**** Provided entries
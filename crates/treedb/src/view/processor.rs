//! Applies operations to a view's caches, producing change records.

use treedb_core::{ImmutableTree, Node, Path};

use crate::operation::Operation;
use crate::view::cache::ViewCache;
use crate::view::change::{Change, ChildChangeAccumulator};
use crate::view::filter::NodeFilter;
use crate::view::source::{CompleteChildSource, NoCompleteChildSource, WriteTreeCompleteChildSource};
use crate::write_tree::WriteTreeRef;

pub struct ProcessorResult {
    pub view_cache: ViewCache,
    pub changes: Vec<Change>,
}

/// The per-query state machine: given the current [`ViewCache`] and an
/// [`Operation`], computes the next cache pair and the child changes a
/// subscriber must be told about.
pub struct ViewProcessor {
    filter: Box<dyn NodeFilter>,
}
********
What the exercise asks: Return only the count of lines in the listing above that hold the string "filter".

Solution: 2